The unprecedented crisis in international air transport as a consequence of the pandemic has demonstrated the need for airport operators to be able to adapt to the changing needs of the industry. Faced with this situation, LAP has updated its development plan that allows it to obtain operational flexibility in the medium term with the temporary operation of two terminals. This operational modality, typical of large intercontinental hubs, maximizes the efficient use of the current infrastructure.
"What LAP proposes is precisely to have a temporary dual operation that will grow modularly according to demand, in line with the largest and best airports in the world." commented Dr. Rafael Echevarne, ACI Director General for Latin America and the Caribbean.
Air transport is in the process of evolution. In addition to the pandemic, the industry is immersed in a true technological revolution to mitigate climate change with the development of new propulsion systems for aircraft and the implementation of new renewable energy sources to serve air terminals. Likewise, new air transport models such as drones and eVTOL are rethinking the role of airports as multimodal connection centers. Faced with these new challenges, operational flexibility is key for airports and the cities and regions they serve to position themselves successfully.
LAP is taking into account this changing landscape and the new realities of the industry and is adapting with a project whose fundamental objective is the environmental, social and economic sustainability of all the actors involved.

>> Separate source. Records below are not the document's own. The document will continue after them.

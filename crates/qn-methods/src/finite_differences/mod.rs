//! Finite-difference framework for pricing PDEs.
//!
//! # Overview
//!
//! * [`FdmLinearOpLayout`]: flat indexing of a multi-dimensional grid
//! * meshers: [`Fdm1dMesher`] and its builders, combined by
//!   [`FdmMesherComposite`]
//! * operators: banded derivative operators and the model PDE operators
//!   implementing [`FdmLinearOpComposite`]
//! * [`BoundaryCondition`]s and [`StepCondition`]s
//! * schemes: explicit/implicit Euler, Crank-Nicolson and the ADI family,
//!   selected by [`FdmSchemeDesc`]
//! * [`FdmBackwardSolver`] and the grid solvers on top of it
//!
//! Values are rolled back from maturity to time zero; the time argument of
//! a step is the later end of the step.

mod backward_solver;
mod boundary;
mod inner_value;
mod layout;
mod mesher_composite;
mod meshers;
mod operators;
mod schemes;
mod solvers;
mod step_conditions;

pub use backward_solver::FdmBackwardSolver;
pub use boundary::{BoundaryCondition, FdmBoundaryConditionSet, FdmDirichletBoundary, Side};
pub use inner_value::{
    AffineStateModel, FdmAffineSwapInnerValue, FdmInnerValueCalculator, FdmLogInnerValue,
};
pub use layout::{FdmLinearOpIterator, FdmLinearOpLayout};
pub use mesher_composite::{FdmMesher, FdmMesherComposite};
pub use meshers::{
    Concentrating1dMesher, Fdm1dMesher, FdmBlackScholesMesher, FdmHestonVarianceMesher,
    FdmSimpleProcess1dMesher, Uniform1dMesher,
};
pub use operators::{
    FdmBlackScholesOp, FdmG2Op, FdmHestonOp, FdmHullWhiteOp, FdmLinearOp, FdmLinearOpComposite,
    FirstDerivativeOp, NinePointLinearOp, SecondDerivativeOp, SecondOrderMixedDerivativeOp,
    TripleBandLinearOp,
};
pub use schemes::{
    CraigSneydScheme, CrankNicolsonScheme, DouglasScheme, ExplicitEulerScheme, FdmScheme,
    FdmSchemeDesc, FdmSchemeKind, HundsdorferScheme, ImplicitEulerScheme,
    ModifiedCraigSneydScheme,
};
pub use solvers::{
    Fdm1DimSolver, Fdm2DimSolver, FdmBlackScholesSolver, FdmG2Solver, FdmHestonSolver,
    FdmHullWhiteSolver, FdmSolverDesc,
};
pub use step_conditions::{
    FdmAmericanStepCondition, FdmBermudanStepCondition, FdmSnapshotCondition,
    FdmStepConditionComposite, StepCondition,
};
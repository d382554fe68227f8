//! Discretized assets: values on the nodes of a lattice.
//!
//! An asset is initialized on a lattice at some time, rolled back node
//! column by node column, and adjusted at every time it cares about
//! (coupon payments, exercise dates, …). Adjustments are split into a
//! *pre* part (payments settled before optionality is applied) and a
//! *post* part; each runs at most once per time.

use super::tree_lattice::Lattice;
use qn_core::{errors::Result, ExerciseType, Real, Time};
use qn_math::{close_enough, Array};

/// Mutable state shared by every discretized asset.
#[derive(Debug, Clone)]
pub struct DiscretizedAssetCore {
    time: Time,
    latest_pre_adjustment: Time,
    latest_post_adjustment: Time,
    values: Array,
}

impl Default for DiscretizedAssetCore {
    fn default() -> Self {
        Self {
            time: 0.0,
            latest_pre_adjustment: Time::MAX,
            latest_post_adjustment: Time::MAX,
            values: Array::zeros(0),
        }
    }
}

impl DiscretizedAssetCore {
    /// Current time of the asset.
    pub fn time(&self) -> Time {
        self.time
    }

    /// Move the asset to `t`.
    pub fn set_time(&mut self, t: Time) {
        self.time = t;
    }

    /// Values on the lattice nodes at the current time.
    pub fn values(&self) -> &Array {
        &self.values
    }

    /// Mutable node values.
    pub fn values_mut(&mut self) -> &mut Array {
        &mut self.values
    }

    /// Replace the node values.
    pub fn set_values(&mut self, values: Array) {
        self.values = values;
    }
}

/// An asset whose value is known on the nodes of a [`Lattice`].
pub trait DiscretizedAsset: std::fmt::Debug {
    /// Shared state.
    fn core(&self) -> &DiscretizedAssetCore;

    /// Mutable shared state.
    fn core_mut(&mut self) -> &mut DiscretizedAssetCore;

    /// Set the values for `size` nodes at the current time.
    fn reset(&mut self, lattice: &dyn Lattice, size: usize) -> Result<()>;

    /// Times the lattice must contain for this asset.
    fn mandatory_times(&self) -> Vec<Time>;

    /// Adjustment applied before optionality at the current time.
    fn pre_adjust_values_impl(&mut self, _lattice: &dyn Lattice) -> Result<()> {
        Ok(())
    }

    /// Adjustment applied after optionality at the current time.
    fn post_adjust_values_impl(&mut self, _lattice: &dyn Lattice) -> Result<()> {
        Ok(())
    }

    // ── Provided ─────────────────────────────────────────────────────────

    /// Current time.
    fn time(&self) -> Time {
        self.core().time
    }

    /// Node values at the current time.
    fn values(&self) -> &Array {
        &self.core().values
    }

    /// Run the pre-adjustment once for the current time.
    fn pre_adjust_values(&mut self, lattice: &dyn Lattice) -> Result<()> {
        let t = self.time();
        if !close_enough(t, self.core().latest_pre_adjustment) {
            self.pre_adjust_values_impl(lattice)?;
            self.core_mut().latest_pre_adjustment = t;
        }
        Ok(())
    }

    /// Run the post-adjustment once for the current time.
    fn post_adjust_values(&mut self, lattice: &dyn Lattice) -> Result<()> {
        let t = self.time();
        if !close_enough(t, self.core().latest_post_adjustment) {
            self.post_adjust_values_impl(lattice)?;
            self.core_mut().latest_post_adjustment = t;
        }
        Ok(())
    }

    /// Pre- then post-adjustment.
    fn adjust_values(&mut self, lattice: &dyn Lattice) -> Result<()> {
        self.pre_adjust_values(lattice)?;
        self.post_adjust_values(lattice)
    }

    /// Whether `t` falls on the grid node of the current time.
    fn is_on_time(&self, lattice: &dyn Lattice, t: Time) -> bool {
        let grid = lattice.time_grid();
        close_enough(grid.closest_time(t), self.time())
    }

    /// Initialize on `lattice` at `t`.
    fn initialize(&mut self, lattice: &dyn Lattice, t: Time) -> Result<()>
    where
        Self: Sized,
    {
        lattice.initialize(self, t)
    }

    /// Roll back to `to`, adjusting values there.
    fn rollback(&mut self, lattice: &dyn Lattice, to: Time) -> Result<()>
    where
        Self: Sized,
    {
        lattice.rollback(self, to)
    }

    /// Roll back to `to` without the final adjustment.
    fn partial_rollback(&mut self, lattice: &dyn Lattice, to: Time) -> Result<()>
    where
        Self: Sized,
    {
        lattice.partial_rollback(self, to)
    }

    /// Present value from the current time.
    fn present_value(&mut self, lattice: &dyn Lattice) -> Result<Real>
    where
        Self: Sized,
    {
        lattice.present_value(self)
    }
}

// ── DiscretizedDiscountBond ──────────────────────────────────────────────────

/// Unit zero-coupon bond paying 1 at the time it is initialized.
#[derive(Debug, Clone, Default)]
pub struct DiscretizedDiscountBond {
    core: DiscretizedAssetCore,
}

impl DiscretizedAsset for DiscretizedDiscountBond {
    fn core(&self) -> &DiscretizedAssetCore {
        &self.core
    }

    fn core_mut(&mut self) -> &mut DiscretizedAssetCore {
        &mut self.core
    }

    fn reset(&mut self, _lattice: &dyn Lattice, size: usize) -> Result<()> {
        self.core.values = Array::from_element(size, 1.0);
        Ok(())
    }

    fn mandatory_times(&self) -> Vec<Time> {
        Vec::new()
    }
}

// ── DiscretizedOption ────────────────────────────────────────────────────────

/// Right to enter an underlying discretized asset at the exercise times.
///
/// For American exercise `exercise_times` holds the earliest and latest
/// exercise time.
#[derive(Debug)]
pub struct DiscretizedOption {
    core: DiscretizedAssetCore,
    underlying: Box<dyn DiscretizedAsset>,
    exercise_type: ExerciseType,
    exercise_times: Vec<Time>,
}

impl DiscretizedOption {
    /// Option on `underlying`.
    pub fn new(
        underlying: Box<dyn DiscretizedAsset>,
        exercise_type: ExerciseType,
        exercise_times: Vec<Time>,
    ) -> Self {
        Self {
            core: DiscretizedAssetCore::default(),
            underlying,
            exercise_type,
            exercise_times,
        }
    }

    /// The underlying asset.
    pub fn underlying(&self) -> &dyn DiscretizedAsset {
        self.underlying.as_ref()
    }

    fn apply_exercise_condition(&mut self) {
        let underlying = self.underlying.values();
        for (v, u) in self.core.values.iter_mut().zip(underlying.iter()) {
            *v = v.max(*u);
        }
    }
}

impl DiscretizedAsset for DiscretizedOption {
    fn core(&self) -> &DiscretizedAssetCore {
        &self.core
    }

    fn core_mut(&mut self) -> &mut DiscretizedAssetCore {
        &mut self.core
    }

    /// Initializes the underlying at its last mandatory time (or at the
    /// option time if later) and starts the option at zero.
    fn reset(&mut self, lattice: &dyn Lattice, size: usize) -> Result<()> {
        let start = self
            .underlying
            .mandatory_times()
            .into_iter()
            .fold(self.time(), Time::max);
        lattice.initialize(self.underlying.as_mut(), start)?;
        self.core.values = Array::zeros(size);
        self.adjust_values(lattice)
    }

    fn mandatory_times(&self) -> Vec<Time> {
        let mut times = self.underlying.mandatory_times();
        times.extend(self.exercise_times.iter().copied().filter(|&t| t >= 0.0));
        times
    }

    fn post_adjust_values_impl(&mut self, lattice: &dyn Lattice) -> Result<()> {
        // rolling backwards: exercise happens before the underlying's own
        // payments at the same time are settled
        let t = self.time();
        lattice.partial_rollback(self.underlying.as_mut(), t)?;
        self.underlying.pre_adjust_values(lattice)?;
        let exercise_now = match self.exercise_type {
            ExerciseType::American => {
                let last = self.exercise_times[self.exercise_times.len() - 1];
                t >= self.exercise_times[0] && t <= last
            }
            ExerciseType::European | ExerciseType::Bermudan => self
                .exercise_times
                .iter()
                .any(|&e| e >= 0.0 && self.is_on_time(lattice, e)),
        };
        if exercise_now {
            self.apply_exercise_condition();
        }
        self.underlying.post_adjust_values(lattice)
    }
}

"We consider that changes in the industry, technological advances, and many other factors in the global environment are factors that determine changes in the development of an airport that must meet the needs of a changing and developing world" added Dr. Echevarne
Jorge Chávez International Airport will be world-class, with two independent parallel runways in 2022 and a second passenger terminal in 2025, successfully positioning Lima, and Peru, in the socio-economic landscape of Latin America.